Reprint the entire listing exactly.
☆ ☆ ☆ ☆ ☆
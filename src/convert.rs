//! Pure conversion functions for derived vehicle state.

use std::collections::BTreeMap;

use crate::buffer::CellReading;
use crate::error::ConversionError;

/// Converts a gear label to its numeric form: `"N"` → 0, `"1"`..`"6"` →
/// the digit. Anything else is rejected.
pub fn convert_gear(gear: &str) -> Result<u8, ConversionError> {
    if gear == "N" {
        return Ok(0);
    }
    match gear.parse::<u8>() {
        Ok(n) if (1..=6).contains(&n) => Ok(n),
        _ => Err(ConversionError::InvalidGear(gear.to_string())),
    }
}

/// Converts a raw speed in m/s to km/h.
pub fn convert_speed(mps: f64) -> f64 {
    mps * 3.6
}

/// Capacity-weighted state of charge across all cells, floored to an
/// integer percentage: `floor(Σ(soc·cap) / Σcap)`.
///
/// Returns `None` when any cell is missing soc or capacity, or when the
/// total capacity is zero; callers retain the previous value in that case.
pub fn state_of_charge(cells: &BTreeMap<u8, CellReading>) -> Option<i64> {
    if cells.is_empty() {
        return None;
    }

    let mut numerator = 0.0;
    let mut denominator = 0.0;

    for reading in cells.values() {
        let soc = reading.soc?;
        let capacity = reading.capacity?;
        numerator += soc * capacity;
        denominator += capacity;
    }

    if denominator <= 0.0 {
        return None;
    }

    Some((numerator / denominator).floor() as i64)
}

#[cfg(test)]
mod tests {
    use super::*;

    fn cell(soc: Option<f64>, capacity: Option<f64>) -> CellReading {
        CellReading { soc, capacity }
    }

    #[test]
    fn test_convert_gear_neutral() {
        assert_eq!(convert_gear("N"), Ok(0));
    }

    #[test]
    fn test_convert_gear_digits() {
        assert_eq!(convert_gear("1"), Ok(1));
        assert_eq!(convert_gear("3"), Ok(3));
        assert_eq!(convert_gear("6"), Ok(6));
    }

    #[test]
    fn test_convert_gear_out_of_range() {
        assert_eq!(
            convert_gear("7"),
            Err(ConversionError::InvalidGear("7".to_string()))
        );
        assert_eq!(
            convert_gear("0"),
            Err(ConversionError::InvalidGear("0".to_string()))
        );
        assert_eq!(
            convert_gear("R"),
            Err(ConversionError::InvalidGear("R".to_string()))
        );
    }

    #[test]
    fn test_convert_speed() {
        assert_eq!(convert_speed(10.0), 36.0);
        assert_eq!(convert_speed(0.0), 0.0);
    }

    #[test]
    fn test_state_of_charge_weighted() {
        let cells = BTreeMap::from([
            (0, cell(Some(80.0), Some(50.0))),
            (1, cell(Some(60.0), Some(50.0))),
        ]);
        assert_eq!(state_of_charge(&cells), Some(70));
    }

    #[test]
    fn test_state_of_charge_uneven_capacity() {
        // 90*75 + 30*25 = 7500 -> 75%
        let cells = BTreeMap::from([
            (0, cell(Some(90.0), Some(75.0))),
            (1, cell(Some(30.0), Some(25.0))),
        ]);
        assert_eq!(state_of_charge(&cells), Some(75));
    }

    #[test]
    fn test_state_of_charge_floors() {
        let cells = BTreeMap::from([
            (0, cell(Some(50.0), Some(30.0))),
            (1, cell(Some(51.0), Some(31.0))),
        ]);
        // (1500 + 1581) / 61 = 50.5...
        assert_eq!(state_of_charge(&cells), Some(50));
    }

    #[test]
    fn test_state_of_charge_partial_cell() {
        let cells = BTreeMap::from([
            (0, cell(Some(80.0), Some(50.0))),
            (1, cell(Some(60.0), None)),
        ]);
        assert_eq!(state_of_charge(&cells), None);
    }

    #[test]
    fn test_state_of_charge_no_cells() {
        assert_eq!(state_of_charge(&BTreeMap::new()), None);
    }

    #[test]
    fn test_state_of_charge_zero_capacity() {
        let cells = BTreeMap::from([(0, cell(Some(80.0), Some(0.0)))]);
        assert_eq!(state_of_charge(&cells), None);
    }
}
☆ ☆ ☆ ☆ ☆
→ RESULT:
filename src/convert.rs
//! Pure conversion functions for derived vehicle state.

use std::collections::BTreeMap;

use crate::buffer::CellReading;
use crate::error::ConversionError;

/// Converts a gear label to its numeric form: `"N"` → 0, `"1"`..`"6"` →
/// the digit. Anything else is rejected.
pub fn convert_gear(gear: &str) -> Result<u8, ConversionError> {
    if gear == "N" {
        return Ok(0);
    }
    match gear.parse::<u8>() {
        Ok(n) if (1..=6).contains(&n) => Ok(n),
        _ => Err(ConversionError::InvalidGear(gear.to_string())),
    }
}

/// Converts a raw speed in m/s to km/h.
pub fn convert_speed(mps: f64) -> f64 {
    mps * 3.6
}

/// Capacity-weighted state of charge across all cells, floored to an
/// integer percentage: `floor(Σ(soc·cap) / Σcap)`.
///
/// Returns `None` when any cell is missing soc or capacity, or when the
/// total capacity is zero; callers retain the previous value in that case.
pub fn state_of_charge(cells: &BTreeMap<u8, CellReading>) -> Option<i64> {
    if cells.is_empty() {
        return None;
    }

    let mut numerator = 0.0;
    let mut denominator = 0.0;

    for reading in cells.values() {
        let soc = reading.soc?;
        let capacity = reading.capacity?;
        numerator += soc * capacity;
        denominator += capacity;
    }

    if denominator <= 0.0 {
        return None;
    }

    Some((numerator / denominator).floor() as i64)
}

#[cfg(test)]
mod tests {
    use super::*;

    fn cell(soc: Option<f64>, capacity: Option<f64>) -> CellReading {
        CellReading { soc, capacity }
    }

    #[test]
    fn test_convert_gear_neutral() {
        assert_eq!(convert_gear("N"), Ok(0));
    }

    #[test]
    fn test_convert_gear_digits() {
        assert_eq!(convert_gear("1"), Ok(1));
        assert_eq!(convert_gear("3"), Ok(3));
        assert_eq!(convert_gear("6"), Ok(6));
    }

    #[test]
    fn test_convert_gear_out_of_range() {
        assert_eq!(
            convert_gear("7"),
            Err(ConversionError::InvalidGear("7".to_string()))
        );
        assert_eq!(
            convert_gear("0"),
            Err(ConversionError::InvalidGear("0".to_string()))
        );
        assert_eq!(
            convert_gear("R"),
            Err(ConversionError::InvalidGear("R".to_string()))
        );
    }

    #[test]
    fn test_convert_speed() {
        assert_eq!(convert_speed(10.0), 36.0);
        assert_eq!(convert_speed(0.0), 0.0);
    }

    #[test]
    fn test_state_of_charge_weighted() {
        let cells = BTreeMap::from([
            (0, cell(Some(80.0), Some(50.0))),
            (1, cell(Some(60.0), Some(50.0))),
        ]);
        assert_eq!(state_of_charge(&cells), Some(70));
    }

    #[test]
    fn test_state_of_charge_uneven_capacity() {
        // 90*75 + 30*25 = 7500 -> 75%
        let cells = BTreeMap::from([
            (0, cell(Some(90.0), Some(75.0))),
            (1, cell(Some(30.0), Some(25.0))),
        ]);
        assert_eq!(state_of_charge(&cells), Some(75));
    }

    #[test]
    fn test_state_of_charge_floors() {
        let cells = BTreeMap::from([
            (0, cell(Some(50.0), Some(30.0))),
            (1, cell(Some(51.0), Some(31.0))),
        ]);
        // (1500 + 1581) / 61 = 50.5...
        assert_eq!(state_of_charge(&cells), Some(50));
    }

    #[test]
    fn test_state_of_charge_partial_cell() {
        let cells = BTreeMap::from([
            (0, cell(Some(80.0), Some(50.0))),
            (1, cell(Some(60.0), None)),
        ]);
        assert_eq!(state_of_charge(&cells), None);
    }

    #[test]
    fn test_state_of_charge_no_cells() {
        assert_eq!(state_of_charge(&BTreeMap::new()), None);
    }

    #[test]
    fn test_state_of_charge_zero_capacity() {
        let cells = BTreeMap::from([(0, cell(Some(80.0), Some(0.0)))]);
        assert_eq!(state_of_charge(&cells), None);
    }
}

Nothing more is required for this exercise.